What you need to do -> Count how many lines in the entries below hold the string "stmt", and respond with that number only.

Top of Data extract

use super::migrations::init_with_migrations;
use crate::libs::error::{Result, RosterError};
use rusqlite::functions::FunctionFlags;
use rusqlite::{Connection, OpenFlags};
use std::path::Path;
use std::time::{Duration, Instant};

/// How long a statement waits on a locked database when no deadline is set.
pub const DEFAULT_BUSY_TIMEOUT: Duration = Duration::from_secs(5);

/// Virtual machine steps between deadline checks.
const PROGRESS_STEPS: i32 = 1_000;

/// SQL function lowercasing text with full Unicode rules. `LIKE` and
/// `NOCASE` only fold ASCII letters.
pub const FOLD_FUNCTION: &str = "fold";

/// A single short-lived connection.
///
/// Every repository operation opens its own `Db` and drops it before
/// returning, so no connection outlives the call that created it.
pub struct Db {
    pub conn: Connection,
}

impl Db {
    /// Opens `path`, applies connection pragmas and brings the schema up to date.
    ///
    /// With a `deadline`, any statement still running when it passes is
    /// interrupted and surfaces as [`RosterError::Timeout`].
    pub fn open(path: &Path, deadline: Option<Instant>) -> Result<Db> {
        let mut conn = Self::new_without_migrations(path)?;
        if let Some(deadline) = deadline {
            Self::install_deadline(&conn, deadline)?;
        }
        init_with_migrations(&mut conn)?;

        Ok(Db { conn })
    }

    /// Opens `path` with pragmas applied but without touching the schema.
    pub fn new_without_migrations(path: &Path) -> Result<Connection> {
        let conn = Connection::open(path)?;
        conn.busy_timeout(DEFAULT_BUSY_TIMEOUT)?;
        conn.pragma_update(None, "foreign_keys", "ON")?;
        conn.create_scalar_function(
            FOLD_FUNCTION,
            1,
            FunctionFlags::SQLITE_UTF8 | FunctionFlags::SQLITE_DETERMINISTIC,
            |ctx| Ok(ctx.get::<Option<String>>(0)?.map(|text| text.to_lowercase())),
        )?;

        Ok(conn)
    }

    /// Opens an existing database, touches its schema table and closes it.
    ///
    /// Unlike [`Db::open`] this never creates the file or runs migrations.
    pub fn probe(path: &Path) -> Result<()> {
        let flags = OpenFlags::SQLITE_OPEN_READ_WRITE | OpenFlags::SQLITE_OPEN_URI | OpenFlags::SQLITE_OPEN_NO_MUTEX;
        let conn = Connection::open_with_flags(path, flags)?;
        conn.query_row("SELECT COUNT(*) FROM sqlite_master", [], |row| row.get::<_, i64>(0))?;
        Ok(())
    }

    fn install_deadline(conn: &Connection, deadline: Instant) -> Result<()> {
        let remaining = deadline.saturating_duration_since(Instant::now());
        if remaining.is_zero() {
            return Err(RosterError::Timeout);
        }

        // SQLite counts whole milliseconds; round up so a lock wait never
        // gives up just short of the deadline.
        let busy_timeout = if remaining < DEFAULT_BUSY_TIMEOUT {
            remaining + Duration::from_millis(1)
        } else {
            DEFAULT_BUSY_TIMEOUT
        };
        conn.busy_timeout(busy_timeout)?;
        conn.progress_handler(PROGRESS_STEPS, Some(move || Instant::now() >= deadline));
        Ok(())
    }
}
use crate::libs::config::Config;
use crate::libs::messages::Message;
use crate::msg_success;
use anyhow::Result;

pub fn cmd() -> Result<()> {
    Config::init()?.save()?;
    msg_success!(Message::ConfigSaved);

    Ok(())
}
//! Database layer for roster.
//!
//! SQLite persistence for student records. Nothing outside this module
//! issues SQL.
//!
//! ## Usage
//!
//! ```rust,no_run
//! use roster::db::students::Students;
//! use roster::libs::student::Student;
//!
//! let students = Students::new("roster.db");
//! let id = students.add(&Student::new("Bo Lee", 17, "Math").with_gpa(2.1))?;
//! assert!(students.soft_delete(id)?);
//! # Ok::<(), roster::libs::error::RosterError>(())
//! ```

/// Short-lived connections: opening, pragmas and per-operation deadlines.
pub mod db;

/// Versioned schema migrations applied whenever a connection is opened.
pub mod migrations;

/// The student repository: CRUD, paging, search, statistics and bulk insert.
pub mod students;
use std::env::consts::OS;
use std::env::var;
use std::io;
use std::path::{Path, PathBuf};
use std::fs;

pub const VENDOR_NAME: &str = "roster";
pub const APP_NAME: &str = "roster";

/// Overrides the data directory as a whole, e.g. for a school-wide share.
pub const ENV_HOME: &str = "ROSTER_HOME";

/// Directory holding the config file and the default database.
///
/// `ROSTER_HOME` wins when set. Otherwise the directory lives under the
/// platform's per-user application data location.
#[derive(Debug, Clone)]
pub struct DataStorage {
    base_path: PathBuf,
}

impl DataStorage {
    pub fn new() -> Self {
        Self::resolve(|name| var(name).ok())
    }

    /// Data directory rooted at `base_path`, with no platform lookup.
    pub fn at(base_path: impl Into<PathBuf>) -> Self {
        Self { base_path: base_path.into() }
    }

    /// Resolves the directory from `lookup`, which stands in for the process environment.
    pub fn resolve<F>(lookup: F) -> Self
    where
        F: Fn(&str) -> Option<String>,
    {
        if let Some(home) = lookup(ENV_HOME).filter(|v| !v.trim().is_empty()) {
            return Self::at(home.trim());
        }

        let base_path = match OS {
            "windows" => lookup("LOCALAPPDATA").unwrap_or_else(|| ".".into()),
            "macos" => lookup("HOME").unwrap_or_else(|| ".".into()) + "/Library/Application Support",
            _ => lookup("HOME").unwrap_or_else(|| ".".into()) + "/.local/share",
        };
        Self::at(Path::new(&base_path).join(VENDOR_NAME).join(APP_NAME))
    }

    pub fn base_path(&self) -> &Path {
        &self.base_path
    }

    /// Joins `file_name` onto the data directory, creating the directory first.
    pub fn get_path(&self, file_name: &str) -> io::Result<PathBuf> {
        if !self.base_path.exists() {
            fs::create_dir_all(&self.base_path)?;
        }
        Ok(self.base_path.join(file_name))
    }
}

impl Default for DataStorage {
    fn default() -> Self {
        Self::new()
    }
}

Bottom of Data extract
Top of Data extract

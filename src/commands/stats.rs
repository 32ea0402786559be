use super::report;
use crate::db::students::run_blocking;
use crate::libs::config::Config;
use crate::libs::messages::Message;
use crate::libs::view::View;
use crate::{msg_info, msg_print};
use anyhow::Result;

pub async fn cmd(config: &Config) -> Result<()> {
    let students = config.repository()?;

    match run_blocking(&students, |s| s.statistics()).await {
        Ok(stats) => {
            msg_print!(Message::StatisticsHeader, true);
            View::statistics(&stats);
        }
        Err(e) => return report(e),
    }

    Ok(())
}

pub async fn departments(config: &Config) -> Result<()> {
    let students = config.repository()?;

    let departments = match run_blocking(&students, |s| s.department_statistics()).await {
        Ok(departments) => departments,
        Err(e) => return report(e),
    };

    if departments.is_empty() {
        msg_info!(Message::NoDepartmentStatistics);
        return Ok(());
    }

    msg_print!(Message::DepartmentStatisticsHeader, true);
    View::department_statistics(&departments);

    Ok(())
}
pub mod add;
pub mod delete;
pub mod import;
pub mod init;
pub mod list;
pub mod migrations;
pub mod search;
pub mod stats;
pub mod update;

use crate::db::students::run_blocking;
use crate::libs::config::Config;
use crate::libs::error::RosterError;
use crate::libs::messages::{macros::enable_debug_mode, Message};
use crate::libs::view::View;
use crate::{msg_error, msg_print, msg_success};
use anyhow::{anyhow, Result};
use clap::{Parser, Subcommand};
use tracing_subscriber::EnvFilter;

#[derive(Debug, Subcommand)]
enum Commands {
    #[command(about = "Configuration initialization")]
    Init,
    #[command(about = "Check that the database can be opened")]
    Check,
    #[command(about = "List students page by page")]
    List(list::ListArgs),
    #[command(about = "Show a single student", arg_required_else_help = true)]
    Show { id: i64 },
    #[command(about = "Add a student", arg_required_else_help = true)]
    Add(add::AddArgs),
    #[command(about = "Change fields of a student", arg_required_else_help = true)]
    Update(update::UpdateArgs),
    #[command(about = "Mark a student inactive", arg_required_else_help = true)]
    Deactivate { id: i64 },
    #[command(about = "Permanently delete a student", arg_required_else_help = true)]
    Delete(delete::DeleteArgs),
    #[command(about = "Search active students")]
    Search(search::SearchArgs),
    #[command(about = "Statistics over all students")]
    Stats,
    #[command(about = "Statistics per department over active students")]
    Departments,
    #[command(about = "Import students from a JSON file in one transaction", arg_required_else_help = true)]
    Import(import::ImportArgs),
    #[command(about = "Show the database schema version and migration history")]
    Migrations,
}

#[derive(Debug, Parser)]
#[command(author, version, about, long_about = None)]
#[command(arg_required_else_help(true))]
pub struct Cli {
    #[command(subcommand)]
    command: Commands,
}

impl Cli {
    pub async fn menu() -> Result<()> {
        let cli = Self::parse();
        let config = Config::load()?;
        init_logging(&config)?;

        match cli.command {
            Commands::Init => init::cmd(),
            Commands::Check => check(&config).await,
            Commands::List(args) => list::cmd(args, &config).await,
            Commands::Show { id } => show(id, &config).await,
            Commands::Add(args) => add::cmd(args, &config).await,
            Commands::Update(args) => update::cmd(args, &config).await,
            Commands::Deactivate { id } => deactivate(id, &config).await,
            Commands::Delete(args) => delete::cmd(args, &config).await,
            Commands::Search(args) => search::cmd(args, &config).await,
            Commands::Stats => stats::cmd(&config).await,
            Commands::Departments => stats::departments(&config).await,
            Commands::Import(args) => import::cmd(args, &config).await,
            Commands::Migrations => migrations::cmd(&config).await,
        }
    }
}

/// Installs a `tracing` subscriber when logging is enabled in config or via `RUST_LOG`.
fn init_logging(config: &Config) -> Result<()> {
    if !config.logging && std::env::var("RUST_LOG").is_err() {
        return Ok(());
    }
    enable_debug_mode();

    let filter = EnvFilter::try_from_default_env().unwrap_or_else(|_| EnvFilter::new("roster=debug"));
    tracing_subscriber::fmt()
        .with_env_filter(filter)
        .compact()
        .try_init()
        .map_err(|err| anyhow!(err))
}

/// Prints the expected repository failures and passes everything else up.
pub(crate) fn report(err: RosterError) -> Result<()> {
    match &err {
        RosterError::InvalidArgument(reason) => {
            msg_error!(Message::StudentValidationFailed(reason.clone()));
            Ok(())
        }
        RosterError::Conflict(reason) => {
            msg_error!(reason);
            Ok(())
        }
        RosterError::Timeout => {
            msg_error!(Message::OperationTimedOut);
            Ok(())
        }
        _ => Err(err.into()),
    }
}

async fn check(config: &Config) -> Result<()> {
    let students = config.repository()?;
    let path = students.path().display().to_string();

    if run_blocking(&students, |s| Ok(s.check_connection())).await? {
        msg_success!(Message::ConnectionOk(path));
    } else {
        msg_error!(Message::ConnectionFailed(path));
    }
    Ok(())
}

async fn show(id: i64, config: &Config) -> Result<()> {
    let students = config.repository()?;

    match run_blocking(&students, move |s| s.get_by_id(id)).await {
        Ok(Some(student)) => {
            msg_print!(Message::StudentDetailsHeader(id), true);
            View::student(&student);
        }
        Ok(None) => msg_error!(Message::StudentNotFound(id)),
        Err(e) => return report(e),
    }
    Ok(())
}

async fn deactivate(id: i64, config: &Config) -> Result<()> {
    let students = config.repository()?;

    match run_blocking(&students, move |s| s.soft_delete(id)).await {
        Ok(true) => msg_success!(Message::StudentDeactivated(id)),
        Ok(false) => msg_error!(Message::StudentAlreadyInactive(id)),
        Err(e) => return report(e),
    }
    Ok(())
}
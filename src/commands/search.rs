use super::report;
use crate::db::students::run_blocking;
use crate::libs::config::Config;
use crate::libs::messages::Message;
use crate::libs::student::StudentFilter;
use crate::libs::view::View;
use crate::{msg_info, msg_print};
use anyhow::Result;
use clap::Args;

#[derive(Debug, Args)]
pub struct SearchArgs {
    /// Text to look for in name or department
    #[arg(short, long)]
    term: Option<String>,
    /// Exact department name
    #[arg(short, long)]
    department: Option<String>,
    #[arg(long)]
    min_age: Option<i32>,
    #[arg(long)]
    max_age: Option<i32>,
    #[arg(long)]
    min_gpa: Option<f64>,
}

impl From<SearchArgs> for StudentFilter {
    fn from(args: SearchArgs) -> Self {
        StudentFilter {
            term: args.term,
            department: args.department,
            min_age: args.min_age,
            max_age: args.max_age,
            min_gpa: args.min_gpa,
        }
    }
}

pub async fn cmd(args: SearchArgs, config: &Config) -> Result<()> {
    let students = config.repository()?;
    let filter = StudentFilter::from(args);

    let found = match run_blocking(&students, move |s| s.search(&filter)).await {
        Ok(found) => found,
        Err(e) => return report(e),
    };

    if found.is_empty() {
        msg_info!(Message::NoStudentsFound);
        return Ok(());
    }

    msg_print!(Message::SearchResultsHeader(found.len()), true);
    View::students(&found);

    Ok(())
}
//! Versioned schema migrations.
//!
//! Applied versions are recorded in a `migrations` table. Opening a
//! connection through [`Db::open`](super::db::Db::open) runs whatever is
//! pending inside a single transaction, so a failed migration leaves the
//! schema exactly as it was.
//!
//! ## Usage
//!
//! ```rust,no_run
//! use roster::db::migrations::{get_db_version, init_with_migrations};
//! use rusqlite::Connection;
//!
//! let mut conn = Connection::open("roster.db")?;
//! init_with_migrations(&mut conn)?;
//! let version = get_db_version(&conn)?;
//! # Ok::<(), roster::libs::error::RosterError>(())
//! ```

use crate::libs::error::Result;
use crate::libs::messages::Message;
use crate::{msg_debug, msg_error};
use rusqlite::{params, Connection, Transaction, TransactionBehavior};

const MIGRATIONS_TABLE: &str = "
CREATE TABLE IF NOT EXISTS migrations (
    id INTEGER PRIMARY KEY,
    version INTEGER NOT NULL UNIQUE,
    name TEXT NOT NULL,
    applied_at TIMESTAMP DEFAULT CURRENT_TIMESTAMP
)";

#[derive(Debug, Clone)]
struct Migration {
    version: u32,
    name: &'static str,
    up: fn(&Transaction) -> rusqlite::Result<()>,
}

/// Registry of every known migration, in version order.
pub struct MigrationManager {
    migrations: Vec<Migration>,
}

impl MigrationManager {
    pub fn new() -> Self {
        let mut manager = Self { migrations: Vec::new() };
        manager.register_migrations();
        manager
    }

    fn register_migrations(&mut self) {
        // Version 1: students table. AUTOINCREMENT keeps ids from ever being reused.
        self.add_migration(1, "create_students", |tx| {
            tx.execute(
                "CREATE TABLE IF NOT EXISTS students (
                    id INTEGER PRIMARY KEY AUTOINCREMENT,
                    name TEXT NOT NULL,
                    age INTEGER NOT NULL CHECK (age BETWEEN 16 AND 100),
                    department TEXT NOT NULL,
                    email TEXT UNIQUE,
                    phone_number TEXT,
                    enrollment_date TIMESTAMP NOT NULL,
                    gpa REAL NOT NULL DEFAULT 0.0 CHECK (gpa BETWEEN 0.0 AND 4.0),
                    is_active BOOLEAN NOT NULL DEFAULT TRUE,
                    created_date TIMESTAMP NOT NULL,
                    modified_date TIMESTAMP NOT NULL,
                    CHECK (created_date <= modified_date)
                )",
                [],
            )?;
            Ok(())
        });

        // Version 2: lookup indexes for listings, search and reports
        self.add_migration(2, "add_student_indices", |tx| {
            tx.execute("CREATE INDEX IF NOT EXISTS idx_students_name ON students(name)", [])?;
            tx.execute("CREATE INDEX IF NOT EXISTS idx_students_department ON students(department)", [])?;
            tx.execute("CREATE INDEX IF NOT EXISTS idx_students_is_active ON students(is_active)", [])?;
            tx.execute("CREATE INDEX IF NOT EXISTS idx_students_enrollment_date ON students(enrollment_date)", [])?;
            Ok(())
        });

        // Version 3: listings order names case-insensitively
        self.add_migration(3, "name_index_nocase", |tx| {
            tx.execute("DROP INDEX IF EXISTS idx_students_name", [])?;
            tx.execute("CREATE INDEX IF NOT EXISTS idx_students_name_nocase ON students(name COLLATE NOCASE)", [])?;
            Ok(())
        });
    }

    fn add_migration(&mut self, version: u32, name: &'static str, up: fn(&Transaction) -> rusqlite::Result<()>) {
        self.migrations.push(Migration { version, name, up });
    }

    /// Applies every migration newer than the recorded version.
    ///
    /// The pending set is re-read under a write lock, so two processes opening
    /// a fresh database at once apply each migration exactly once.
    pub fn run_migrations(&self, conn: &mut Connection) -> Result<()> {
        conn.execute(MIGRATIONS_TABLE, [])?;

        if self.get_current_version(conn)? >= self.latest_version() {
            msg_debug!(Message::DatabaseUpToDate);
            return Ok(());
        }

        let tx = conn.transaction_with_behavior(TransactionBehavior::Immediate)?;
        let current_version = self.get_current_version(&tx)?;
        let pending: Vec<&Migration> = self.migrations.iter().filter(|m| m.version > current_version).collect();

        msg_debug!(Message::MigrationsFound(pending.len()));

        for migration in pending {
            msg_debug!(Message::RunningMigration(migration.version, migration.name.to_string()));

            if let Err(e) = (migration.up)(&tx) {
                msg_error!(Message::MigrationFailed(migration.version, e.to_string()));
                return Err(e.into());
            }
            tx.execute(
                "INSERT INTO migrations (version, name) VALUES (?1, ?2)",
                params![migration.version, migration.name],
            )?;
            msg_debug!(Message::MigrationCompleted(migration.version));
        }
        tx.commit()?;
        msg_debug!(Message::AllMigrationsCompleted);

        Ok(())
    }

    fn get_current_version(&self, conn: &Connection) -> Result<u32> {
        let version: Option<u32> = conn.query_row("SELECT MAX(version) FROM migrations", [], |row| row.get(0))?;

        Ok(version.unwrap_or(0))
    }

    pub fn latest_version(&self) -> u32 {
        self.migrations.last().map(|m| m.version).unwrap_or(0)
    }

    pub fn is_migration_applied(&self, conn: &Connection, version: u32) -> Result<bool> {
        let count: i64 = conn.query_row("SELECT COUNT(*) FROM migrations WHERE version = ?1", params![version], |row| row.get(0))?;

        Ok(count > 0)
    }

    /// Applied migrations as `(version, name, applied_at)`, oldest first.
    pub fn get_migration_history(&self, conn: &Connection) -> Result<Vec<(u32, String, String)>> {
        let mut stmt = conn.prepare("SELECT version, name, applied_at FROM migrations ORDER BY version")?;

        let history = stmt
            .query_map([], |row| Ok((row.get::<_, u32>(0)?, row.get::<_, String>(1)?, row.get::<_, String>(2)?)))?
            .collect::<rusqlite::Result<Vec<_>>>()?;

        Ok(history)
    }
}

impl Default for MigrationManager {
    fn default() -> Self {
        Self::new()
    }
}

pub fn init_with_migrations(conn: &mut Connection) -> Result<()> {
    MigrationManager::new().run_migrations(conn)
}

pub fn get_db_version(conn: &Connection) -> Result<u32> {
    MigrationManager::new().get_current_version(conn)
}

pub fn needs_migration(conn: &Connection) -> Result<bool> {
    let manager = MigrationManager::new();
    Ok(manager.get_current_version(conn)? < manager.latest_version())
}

Bottom of Data extract

Response to the task -> 2